◆ ACTIVITY
All records that follow are to be output exactly.

◆ MATERIAL SHOWN
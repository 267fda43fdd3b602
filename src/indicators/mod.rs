//! Streaming technical indicators and the per-series indicator frame.
//!
//! Indicator cores are incremental: one `update` per candle, no lookahead.
//! The processor runs them over the closed candles of a series and publishes
//! column vectors with the warmup prefix blanked to NaN so downstream code
//! cannot silently consume unstable values.

pub mod core;
pub mod features;
pub mod frame;

pub use self::core::{Adx, Atr, Ema, Macd, RollingWindow, Rsi};
pub use features::{FeatureSnapshot, FEATURE_DIM, FEATURE_SET_VERSION};
pub use frame::{IndicatorFrame, IndicatorProcessor, PROCESSOR_VERSION, WARMUP_ROWS};
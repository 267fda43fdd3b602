use thiserror::Error;

/// Main error type for the trading engine
#[derive(Error, Debug)]
pub enum HelixError {
    // Configuration errors (fatal, abort startup)
    #[error("Configuration error: {0}")]
    Config(#[from] config::ConfigError),

    #[error("Invalid configuration: {0}")]
    ConfigInvalid(String),

    // Network errors
    #[error("HTTP request error: {0}")]
    Http(#[from] reqwest::Error),

    #[error("Rate limited: {0}")]
    RateLimited(String),

    // Serialization errors
    #[error("JSON serialization error: {0}")]
    Json(#[from] serde_json::Error),

    // Market data errors (cycle-scoped, degrade to hold)
    #[error("Fetch failed: {0}")]
    Fetch(String),

    #[error("Insufficient data: {0}")]
    InsufficientData(String),

    #[error("Snapshot alignment failed: {0}")]
    Alignment(String),

    #[error("Stale data: {0}")]
    StaleData(String),

    // Predictor errors (degrade to rule fallback)
    #[error("Predictor error: {0}")]
    Predictor(String),

    // Risk / execution errors
    #[error("Risk blocked: {0}")]
    RiskBlock(String),

    #[error("Order execution failed: {0}")]
    Exec(String),

    #[error("Timeout: {0}")]
    Timeout(String),

    // Validation errors
    #[error("Validation failed: {0}")]
    Validation(String),

    // IO errors
    #[error("IO error: {0}")]
    Io(#[from] std::io::Error),

    // Generic errors
    #[error("Internal error: {0}")]
    Internal(String),

    #[error("Operation cancelled")]
    Cancelled,

    #[error("{0}")]
    Other(#[from] anyhow::Error),
}

impl HelixError {
    /// Errors that abort a single symbol's cycle (the orchestrator degrades
    /// the decision to `hold`) without touching other symbols.
    pub fn is_cycle_scoped(&self) -> bool {
        matches!(
            self,
            HelixError::Fetch(_)
                | HelixError::InsufficientData(_)
                | HelixError::Alignment(_)
                | HelixError::StaleData(_)
                | HelixError::Timeout(_)
                | HelixError::RateLimited(_)
                | HelixError::Http(_)
        )
    }
}

/// Result type alias for HelixError
pub type Result<T> = std::result::Result<T, HelixError>;
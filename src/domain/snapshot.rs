//! Point-in-time, cross-timeframe market snapshot.
//!
//! A snapshot is the pipeline's atomic unit: created once per cycle by the
//! data sync agent, immutable afterwards, and the key under which every
//! persisted artifact for the cycle is filed.

use chrono::{DateTime, Duration, Utc};
use serde::{Deserialize, Serialize};

use crate::indicators::IndicatorFrame;

use super::candle::{Candle, Timeframe};

/// One timeframe's contribution to a snapshot: the closed candles with their
/// indicator frame, plus the single still-forming candle.
#[derive(Debug, Clone)]
pub struct TimeframeView {
    pub stable: IndicatorFrame,
    pub live: Candle,
    /// Set when the exchange had not yet emitted a fresh live candle and the
    /// live view is the last closed row instead
    pub stale_live: bool,
}

/// Open interest reading: current value plus the value ~24h ago
#[derive(Debug, Clone, Copy, Serialize, Deserialize)]
pub struct OpenInterest {
    pub current: f64,
    pub value_24h_ago: f64,
}

impl OpenInterest {
    /// Percentage change over the 24h window
    pub fn change_pct(&self) -> f64 {
        if self.value_24h_ago.abs() < f64::EPSILON {
            return 0.0;
        }
        (self.current - self.value_24h_ago) / self.value_24h_ago * 100.0
    }
}

/// Frozen multi-timeframe view used by every downstream component.
#[derive(Debug, Clone)]
pub struct MarketSnapshot {
    pub symbol: String,
    pub m5: TimeframeView,
    pub m15: TimeframeView,
    pub h1: TimeframeView,
    /// Current funding rate (fraction, e.g. 0.0001 = 0.01%); None when the
    /// fetch failed or timed out
    pub funding_rate: Option<f64>,
    pub open_interest: Option<OpenInterest>,
    /// Net institutional flow over the last hour, USD; positive = inflow
    pub netflow_1h: Option<f64>,
    /// Wall time the snapshot was assembled
    pub timestamp: DateTime<Utc>,
    pub alignment_ok: bool,
    pub warnings: Vec<String>,
    /// Deterministic id: `{symbol}-{5m stable close ms}`
    pub snapshot_id: String,
}

impl MarketSnapshot {
    pub fn view(&self, tf: Timeframe) -> &TimeframeView {
        match tf {
            Timeframe::M5 => &self.m5,
            Timeframe::M15 => &self.m15,
            Timeframe::H1 => &self.h1,
        }
    }

    /// Deterministic id for a symbol and its aligned 5m close time
    pub fn make_id(symbol: &str, stable_5m_close: DateTime<Utc>) -> String {
        format!(
            "{}-{}",
            symbol.to_ascii_lowercase(),
            stable_5m_close.timestamp_millis()
        )
    }

    /// Verify the cross-timeframe alignment invariants against `now`.
    ///
    /// `T_s` is the 5m stable close; it must be within 10 minutes of `now`,
    /// with the 15m and 1h stable closes no further behind `T_s` than one of
    /// their own periods.
    pub fn check_alignment(
        stable_5m_close: DateTime<Utc>,
        stable_15m_close: DateTime<Utc>,
        stable_1h_close: DateTime<Utc>,
        now: DateTime<Utc>,
    ) -> bool {
        let t_s = stable_5m_close;
        t_s >= now - Duration::minutes(10)
            && stable_15m_close >= t_s - Duration::minutes(15)
            && stable_1h_close >= t_s - Duration::minutes(60)
    }
}

/// Serialized per-cycle summary of a snapshot (the full frames are logged as
/// separate artifacts).
#[derive(Debug, Clone, Serialize, Deserialize)]
pub struct SnapshotSummary {
    pub snapshot_id: String,
    pub symbol: String,
    pub timestamp: DateTime<Utc>,
    pub alignment_ok: bool,
    pub stable_close_5m: DateTime<Utc>,
    pub stable_close_15m: DateTime<Utc>,
    pub stable_close_1h: DateTime<Utc>,
    pub funding_rate: Option<f64>,
    pub netflow_1h: Option<f64>,
    pub open_interest_change_pct: Option<f64>,
    pub warnings: Vec<String>,
    pub processor_version: u32,
}

impl From<&MarketSnapshot> for SnapshotSummary {
    fn from(snap: &MarketSnapshot) -> Self {
        Self {
            snapshot_id: snap.snapshot_id.clone(),
            symbol: snap.symbol.clone(),
            timestamp: snap.timestamp,
            alignment_ok: snap.alignment_ok,
            stable_close_5m: snap.m5.stable.last_close_time(),
            stable_close_15m: snap.m15.stable.last_close_time(),
            stable_close_1h: snap.h1.stable.last_close_time(),
            funding_rate: snap.funding_rate,
            netflow_1h: snap.netflow_1h,
            open_interest_change_pct: snap.open_interest.map(|oi| oi.change_pct()),
            warnings: snap.warnings.clone(),
            processor_version: snap.m5.stable.processor_version,
        }
    }
}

◆ RESPONSE AREA
repository 267fda43fdd3b602
filename src/indicators/mod.rs
//! Streaming technical indicators and the per-series indicator frame.
//!
//! Indicator cores are incremental: one `update` per candle, no lookahead.
//! The processor runs them over the closed candles of a series and publishes
//! column vectors with the warmup prefix blanked to NaN so downstream code
//! cannot silently consume unstable values.

pub mod core;
pub mod features;
pub mod frame;

pub use self::core::{Adx, Atr, Ema, Macd, RollingWindow, Rsi};
pub use features::{FeatureSnapshot, FEATURE_DIM, FEATURE_SET_VERSION};
pub use frame::{IndicatorFrame, IndicatorProcessor, PROCESSOR_VERSION, WARMUP_ROWS};
repository 267fda43fdd3b602
use thiserror::Error;

/// Main error type for the trading engine
#[derive(Error, Debug)]
pub enum HelixError {
    // Configuration errors (fatal, abort startup)
    #[error("Configuration error: {0}")]
    Config(#[from] config::ConfigError),

    #[error("Invalid configuration: {0}")]
    ConfigInvalid(String),

    // Network errors
    #[error("HTTP request error: {0}")]
    Http(#[from] reqwest::Error),

    #[error("Rate limited: {0}")]
    RateLimited(String),

    // Serialization errors
    #[error("JSON serialization error: {0}")]
    Json(#[from] serde_json::Error),

    // Market data errors (cycle-scoped, degrade to hold)
    #[error("Fetch failed: {0}")]
    Fetch(String),

    #[error("Insufficient data: {0}")]
    InsufficientData(String),

    #[error("Snapshot alignment failed: {0}")]
    Alignment(String),

    #[error("Stale data: {0}")]
    StaleData(String),

    // Predictor errors (degrade to rule fallback)
    #[error("Predictor error: {0}")]
    Predictor(String),

    // Risk / execution errors
    #[error("Risk blocked: {0}")]
    RiskBlock(String),

    #[error("Order execution failed: {0}")]
    Exec(String),

    #[error("Timeout: {0}")]
    Timeout(String),

    // Validation errors
    #[error("Validation failed: {0}")]
    Validation(String),

    // IO errors
    #[error("IO error: {0}")]
    Io(#[from] std::io::Error),

    // Generic errors
    #[error("Internal error: {0}")]
    Internal(String),

    #[error("Operation cancelled")]
    Cancelled,

    #[error("{0}")]
    Other(#[from] anyhow::Error),
}

impl HelixError {
    /// Errors that abort a single symbol's cycle (the orchestrator degrades
    /// the decision to `hold`) without touching other symbols.
    pub fn is_cycle_scoped(&self) -> bool {
        matches!(
            self,
            HelixError::Fetch(_)
                | HelixError::InsufficientData(_)
                | HelixError::Alignment(_)
                | HelixError::StaleData(_)
                | HelixError::Timeout(_)
                | HelixError::RateLimited(_)
                | HelixError::Http(_)
        )
    }
}

/// Result type alias for HelixError
pub type Result<T> = std::result::Result<T, HelixError>;
filename src/domain/snapshot.rs
//! Point-in-time, cross-timeframe market snapshot.
//!
//! A snapshot is the pipeline's atomic unit: created once per cycle by the
//! data sync agent, immutable afterwards, and the key under which every
//! persisted artifact for the cycle is filed.

use chrono::{DateTime, Duration, Utc};
use serde::{Deserialize, Serialize};

use crate::indicators::IndicatorFrame;

use super::candle::{Candle, Timeframe};

/// One timeframe's contribution to a snapshot: the closed candles with their
/// indicator frame, plus the single still-forming candle.
#[derive(Debug, Clone)]
pub struct TimeframeView {
    pub stable: IndicatorFrame,
    pub live: Candle,
    /// Set when the exchange had not yet emitted a fresh live candle and the
    /// live view is the last closed row instead
    pub stale_live: bool,
}

/// Open interest reading: current value plus the value ~24h ago
#[derive(Debug, Clone, Copy, Serialize, Deserialize)]
pub struct OpenInterest {
    pub current: f64,
    pub value_24h_ago: f64,
}

impl OpenInterest {
    /// Percentage change over the 24h window
    pub fn change_pct(&self) -> f64 {
        if self.value_24h_ago.abs() < f64::EPSILON {
            return 0.0;
        }
        (self.current - self.value_24h_ago) / self.value_24h_ago * 100.0
    }
}

/// Frozen multi-timeframe view used by every downstream component.
#[derive(Debug, Clone)]
pub struct MarketSnapshot {
    pub symbol: String,
    pub m5: TimeframeView,
    pub m15: TimeframeView,
    pub h1: TimeframeView,
    /// Current funding rate (fraction, e.g. 0.0001 = 0.01%); None when the
    /// fetch failed or timed out
    pub funding_rate: Option<f64>,
    pub open_interest: Option<OpenInterest>,
    /// Net institutional flow over the last hour, USD; positive = inflow
    pub netflow_1h: Option<f64>,
    /// Wall time the snapshot was assembled
    pub timestamp: DateTime<Utc>,
    pub alignment_ok: bool,
    pub warnings: Vec<String>,
    /// Deterministic id: `{symbol}-{5m stable close ms}`
    pub snapshot_id: String,
}

impl MarketSnapshot {
    pub fn view(&self, tf: Timeframe) -> &TimeframeView {
        match tf {
            Timeframe::M5 => &self.m5,
            Timeframe::M15 => &self.m15,
            Timeframe::H1 => &self.h1,
        }
    }

    /// Deterministic id for a symbol and its aligned 5m close time
    pub fn make_id(symbol: &str, stable_5m_close: DateTime<Utc>) -> String {
        format!(
            "{}-{}",
            symbol.to_ascii_lowercase(),
            stable_5m_close.timestamp_millis()
        )
    }

    /// Verify the cross-timeframe alignment invariants against `now`.
    ///
    /// `T_s` is the 5m stable close; it must be within 10 minutes of `now`,
    /// with the 15m and 1h stable closes no further behind `T_s` than one of
    /// their own periods.
    pub fn check_alignment(
        stable_5m_close: DateTime<Utc>,
        stable_15m_close: DateTime<Utc>,
        stable_1h_close: DateTime<Utc>,
        now: DateTime<Utc>,
    ) -> bool {
        let t_s = stable_5m_close;
        t_s >= now - Duration::minutes(10)
            && stable_15m_close >= t_s - Duration::minutes(15)
            && stable_1h_close >= t_s - Duration::minutes(60)
    }
}

/// Serialized per-cycle summary of a snapshot (the full frames are logged as
/// separate artifacts).
#[derive(Debug, Clone, Serialize, Deserialize)]
pub struct SnapshotSummary {
    pub snapshot_id: String,
    pub symbol: String,
    pub timestamp: DateTime<Utc>,
    pub alignment_ok: bool,
    pub stable_close_5m: DateTime<Utc>,
    pub stable_close_15m: DateTime<Utc>,
    pub stable_close_1h: DateTime<Utc>,
    pub funding_rate: Option<f64>,
    pub netflow_1h: Option<f64>,
    pub open_interest_change_pct: Option<f64>,
    pub warnings: Vec<String>,
    pub processor_version: u32,
}

impl From<&MarketSnapshot> for SnapshotSummary {
    fn from(snap: &MarketSnapshot) -> Self {
        Self {
            snapshot_id: snap.snapshot_id.clone(),
            symbol: snap.symbol.clone(),
            timestamp: snap.timestamp,
            alignment_ok: snap.alignment_ok,
            stable_close_5m: snap.m5.stable.last_close_time(),
            stable_close_15m: snap.m15.stable.last_close_time(),
            stable_close_1h: snap.h1.stable.last_close_time(),
            funding_rate: snap.funding_rate,
            netflow_1h: snap.netflow_1h,
            open_interest_change_pct: snap.open_interest.map(|oi| oi.change_pct()),
            warnings: snap.warnings.clone(),
            processor_version: snap.m5.stable.processor_version,
        }
    }
}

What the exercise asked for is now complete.